[Records from a data collection]
════════════════
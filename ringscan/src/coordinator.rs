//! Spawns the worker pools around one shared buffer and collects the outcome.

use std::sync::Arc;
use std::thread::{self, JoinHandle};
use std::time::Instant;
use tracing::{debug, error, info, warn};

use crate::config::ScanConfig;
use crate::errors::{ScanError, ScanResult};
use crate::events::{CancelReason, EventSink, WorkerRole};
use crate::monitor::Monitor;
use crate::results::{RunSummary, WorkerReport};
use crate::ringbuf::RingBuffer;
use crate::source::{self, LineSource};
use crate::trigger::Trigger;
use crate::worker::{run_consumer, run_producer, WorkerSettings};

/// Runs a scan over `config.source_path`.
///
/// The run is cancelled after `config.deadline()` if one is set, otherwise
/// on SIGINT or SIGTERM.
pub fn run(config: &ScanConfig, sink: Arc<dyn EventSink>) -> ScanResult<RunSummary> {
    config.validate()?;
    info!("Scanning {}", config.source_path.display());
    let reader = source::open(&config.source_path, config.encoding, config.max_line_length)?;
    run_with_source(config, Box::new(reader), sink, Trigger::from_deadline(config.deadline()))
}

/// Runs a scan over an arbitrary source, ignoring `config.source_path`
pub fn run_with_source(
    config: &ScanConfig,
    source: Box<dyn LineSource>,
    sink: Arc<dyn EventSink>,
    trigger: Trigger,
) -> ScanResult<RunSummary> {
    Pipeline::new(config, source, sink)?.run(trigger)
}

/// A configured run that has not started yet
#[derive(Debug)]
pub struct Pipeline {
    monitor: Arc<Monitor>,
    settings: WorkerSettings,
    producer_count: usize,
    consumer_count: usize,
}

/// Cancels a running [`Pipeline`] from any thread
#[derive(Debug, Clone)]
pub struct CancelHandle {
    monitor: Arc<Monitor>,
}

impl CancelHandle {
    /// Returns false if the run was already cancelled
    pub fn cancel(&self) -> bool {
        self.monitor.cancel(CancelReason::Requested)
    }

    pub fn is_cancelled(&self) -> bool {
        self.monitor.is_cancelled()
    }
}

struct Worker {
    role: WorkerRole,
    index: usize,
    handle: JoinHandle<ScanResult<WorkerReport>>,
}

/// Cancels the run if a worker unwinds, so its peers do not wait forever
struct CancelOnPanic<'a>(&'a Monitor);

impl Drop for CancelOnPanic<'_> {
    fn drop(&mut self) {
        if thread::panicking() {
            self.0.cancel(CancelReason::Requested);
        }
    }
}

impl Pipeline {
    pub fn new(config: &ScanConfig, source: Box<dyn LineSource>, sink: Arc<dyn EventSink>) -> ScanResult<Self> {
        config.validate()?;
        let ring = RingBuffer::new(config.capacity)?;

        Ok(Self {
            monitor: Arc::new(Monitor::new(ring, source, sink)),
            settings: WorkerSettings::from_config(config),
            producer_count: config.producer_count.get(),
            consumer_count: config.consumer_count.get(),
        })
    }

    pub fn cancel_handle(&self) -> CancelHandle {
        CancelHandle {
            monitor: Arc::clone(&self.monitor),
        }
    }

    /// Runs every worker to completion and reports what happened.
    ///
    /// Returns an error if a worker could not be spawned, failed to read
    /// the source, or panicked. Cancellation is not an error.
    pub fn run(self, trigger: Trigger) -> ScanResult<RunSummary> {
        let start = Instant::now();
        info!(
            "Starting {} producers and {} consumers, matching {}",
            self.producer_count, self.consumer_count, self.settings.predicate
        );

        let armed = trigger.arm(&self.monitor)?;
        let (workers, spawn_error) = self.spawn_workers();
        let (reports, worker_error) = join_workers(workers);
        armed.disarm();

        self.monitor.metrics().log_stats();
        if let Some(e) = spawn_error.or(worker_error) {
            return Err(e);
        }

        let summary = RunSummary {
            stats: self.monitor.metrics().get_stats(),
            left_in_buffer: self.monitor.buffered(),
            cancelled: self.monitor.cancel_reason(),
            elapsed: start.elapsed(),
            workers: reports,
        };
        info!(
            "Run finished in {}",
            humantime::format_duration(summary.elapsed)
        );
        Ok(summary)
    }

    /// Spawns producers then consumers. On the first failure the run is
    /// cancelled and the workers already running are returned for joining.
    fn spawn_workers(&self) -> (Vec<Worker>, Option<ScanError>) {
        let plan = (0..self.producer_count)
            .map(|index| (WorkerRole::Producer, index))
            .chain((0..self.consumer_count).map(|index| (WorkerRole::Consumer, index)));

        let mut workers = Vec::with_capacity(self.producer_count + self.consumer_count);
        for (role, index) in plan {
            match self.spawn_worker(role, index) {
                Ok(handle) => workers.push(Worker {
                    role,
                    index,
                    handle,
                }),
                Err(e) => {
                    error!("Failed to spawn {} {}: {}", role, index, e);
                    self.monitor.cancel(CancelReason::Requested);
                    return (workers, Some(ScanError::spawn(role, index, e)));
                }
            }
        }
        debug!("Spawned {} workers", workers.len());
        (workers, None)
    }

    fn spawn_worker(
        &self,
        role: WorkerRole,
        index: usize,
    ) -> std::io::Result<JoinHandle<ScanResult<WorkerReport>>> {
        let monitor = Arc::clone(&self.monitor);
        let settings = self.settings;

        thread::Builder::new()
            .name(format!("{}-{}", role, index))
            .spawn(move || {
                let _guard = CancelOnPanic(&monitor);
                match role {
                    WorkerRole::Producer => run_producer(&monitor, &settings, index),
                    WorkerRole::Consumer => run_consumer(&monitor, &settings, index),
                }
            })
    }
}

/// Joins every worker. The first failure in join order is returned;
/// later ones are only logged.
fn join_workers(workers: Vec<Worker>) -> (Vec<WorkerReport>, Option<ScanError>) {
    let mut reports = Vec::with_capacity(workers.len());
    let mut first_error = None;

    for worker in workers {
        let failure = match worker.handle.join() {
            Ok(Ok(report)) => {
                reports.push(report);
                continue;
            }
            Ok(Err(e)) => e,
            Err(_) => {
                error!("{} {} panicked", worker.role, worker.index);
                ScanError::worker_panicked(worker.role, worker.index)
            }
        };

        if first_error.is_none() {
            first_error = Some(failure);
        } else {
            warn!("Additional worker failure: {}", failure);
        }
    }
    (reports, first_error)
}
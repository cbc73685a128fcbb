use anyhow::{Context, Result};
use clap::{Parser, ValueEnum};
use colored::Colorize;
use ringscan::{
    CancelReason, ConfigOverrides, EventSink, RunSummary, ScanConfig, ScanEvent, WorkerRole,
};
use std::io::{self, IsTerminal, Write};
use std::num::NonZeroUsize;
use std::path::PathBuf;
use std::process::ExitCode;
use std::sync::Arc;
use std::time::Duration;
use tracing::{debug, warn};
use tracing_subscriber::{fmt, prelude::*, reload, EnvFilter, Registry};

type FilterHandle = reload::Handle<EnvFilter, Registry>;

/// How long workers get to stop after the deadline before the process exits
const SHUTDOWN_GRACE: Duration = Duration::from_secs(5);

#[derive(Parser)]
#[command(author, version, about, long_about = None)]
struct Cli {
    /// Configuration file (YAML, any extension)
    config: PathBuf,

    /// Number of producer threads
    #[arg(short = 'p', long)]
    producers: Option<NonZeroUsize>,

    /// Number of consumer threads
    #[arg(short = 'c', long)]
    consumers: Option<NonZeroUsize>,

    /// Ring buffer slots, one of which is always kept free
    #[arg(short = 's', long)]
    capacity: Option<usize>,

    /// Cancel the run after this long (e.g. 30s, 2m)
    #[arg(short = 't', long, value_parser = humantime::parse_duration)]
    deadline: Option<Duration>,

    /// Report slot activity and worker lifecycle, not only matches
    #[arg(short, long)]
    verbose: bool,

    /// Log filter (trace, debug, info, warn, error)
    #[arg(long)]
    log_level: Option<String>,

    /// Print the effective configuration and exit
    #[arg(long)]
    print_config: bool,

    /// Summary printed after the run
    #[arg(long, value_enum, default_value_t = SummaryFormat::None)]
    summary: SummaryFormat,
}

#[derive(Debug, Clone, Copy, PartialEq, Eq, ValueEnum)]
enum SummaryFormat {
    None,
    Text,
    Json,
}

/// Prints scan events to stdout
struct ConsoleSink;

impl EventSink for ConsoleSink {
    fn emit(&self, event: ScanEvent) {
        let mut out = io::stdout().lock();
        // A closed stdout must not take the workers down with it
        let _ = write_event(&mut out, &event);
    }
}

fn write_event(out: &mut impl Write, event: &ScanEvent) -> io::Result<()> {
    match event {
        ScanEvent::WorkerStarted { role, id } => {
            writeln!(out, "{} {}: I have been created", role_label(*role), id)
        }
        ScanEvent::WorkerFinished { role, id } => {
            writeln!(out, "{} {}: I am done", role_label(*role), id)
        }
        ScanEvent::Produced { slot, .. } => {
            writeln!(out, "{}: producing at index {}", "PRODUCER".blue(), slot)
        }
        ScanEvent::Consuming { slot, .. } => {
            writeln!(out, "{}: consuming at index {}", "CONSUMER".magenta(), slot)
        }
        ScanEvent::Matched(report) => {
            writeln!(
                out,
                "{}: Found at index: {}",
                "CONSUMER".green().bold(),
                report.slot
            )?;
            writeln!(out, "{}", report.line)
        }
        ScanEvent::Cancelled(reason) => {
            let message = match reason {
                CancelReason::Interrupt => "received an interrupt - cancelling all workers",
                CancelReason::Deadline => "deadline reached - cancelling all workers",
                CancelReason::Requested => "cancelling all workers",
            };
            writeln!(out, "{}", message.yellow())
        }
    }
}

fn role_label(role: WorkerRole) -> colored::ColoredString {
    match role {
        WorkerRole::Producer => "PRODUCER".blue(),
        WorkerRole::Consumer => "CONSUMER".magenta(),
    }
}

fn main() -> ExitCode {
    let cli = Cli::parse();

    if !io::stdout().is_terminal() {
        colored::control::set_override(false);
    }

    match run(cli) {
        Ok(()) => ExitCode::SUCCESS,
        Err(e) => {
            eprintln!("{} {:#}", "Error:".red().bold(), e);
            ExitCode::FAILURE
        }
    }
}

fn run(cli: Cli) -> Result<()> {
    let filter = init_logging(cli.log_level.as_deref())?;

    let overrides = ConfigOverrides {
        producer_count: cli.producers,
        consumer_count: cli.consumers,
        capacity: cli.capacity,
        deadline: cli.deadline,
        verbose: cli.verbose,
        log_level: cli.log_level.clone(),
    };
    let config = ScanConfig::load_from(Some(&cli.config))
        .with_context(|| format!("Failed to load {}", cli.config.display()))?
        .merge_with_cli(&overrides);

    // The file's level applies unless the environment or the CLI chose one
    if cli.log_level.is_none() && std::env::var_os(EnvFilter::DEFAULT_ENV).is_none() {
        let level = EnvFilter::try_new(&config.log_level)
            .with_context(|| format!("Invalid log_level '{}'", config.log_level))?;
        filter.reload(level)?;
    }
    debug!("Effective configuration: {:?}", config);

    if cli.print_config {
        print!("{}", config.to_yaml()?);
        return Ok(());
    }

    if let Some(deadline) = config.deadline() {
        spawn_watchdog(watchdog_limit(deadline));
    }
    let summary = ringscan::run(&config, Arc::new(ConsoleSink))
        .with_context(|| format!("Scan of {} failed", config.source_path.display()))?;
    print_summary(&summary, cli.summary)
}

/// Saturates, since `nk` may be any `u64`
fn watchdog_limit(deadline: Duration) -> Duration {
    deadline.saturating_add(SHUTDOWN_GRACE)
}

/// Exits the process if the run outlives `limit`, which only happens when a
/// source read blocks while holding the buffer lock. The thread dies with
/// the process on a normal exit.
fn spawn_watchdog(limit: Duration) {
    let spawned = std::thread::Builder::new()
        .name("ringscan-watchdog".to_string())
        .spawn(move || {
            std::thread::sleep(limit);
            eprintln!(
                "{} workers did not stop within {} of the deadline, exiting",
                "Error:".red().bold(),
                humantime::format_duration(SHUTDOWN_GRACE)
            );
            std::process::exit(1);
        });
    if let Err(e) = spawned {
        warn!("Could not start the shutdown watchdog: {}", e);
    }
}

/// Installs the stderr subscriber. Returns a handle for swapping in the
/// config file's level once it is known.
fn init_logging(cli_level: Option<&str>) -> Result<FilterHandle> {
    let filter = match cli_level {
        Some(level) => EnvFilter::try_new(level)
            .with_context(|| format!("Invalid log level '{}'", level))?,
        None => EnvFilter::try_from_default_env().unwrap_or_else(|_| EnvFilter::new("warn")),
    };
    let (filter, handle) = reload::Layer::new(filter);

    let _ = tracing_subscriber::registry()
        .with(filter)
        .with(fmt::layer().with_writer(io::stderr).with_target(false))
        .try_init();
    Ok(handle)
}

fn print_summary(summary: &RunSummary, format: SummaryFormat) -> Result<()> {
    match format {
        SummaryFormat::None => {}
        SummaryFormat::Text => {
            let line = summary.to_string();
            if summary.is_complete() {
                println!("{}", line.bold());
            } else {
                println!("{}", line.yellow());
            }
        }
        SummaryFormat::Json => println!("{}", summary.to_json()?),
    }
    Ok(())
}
════════════════
### What the exercise asks
The required output is a copy of each line in the records where the string "colored" occurs.

### Response to the task
use colored::Colorize;
fn role_label(role: WorkerRole) -> colored::ColoredString {
        colored::control::set_override(false);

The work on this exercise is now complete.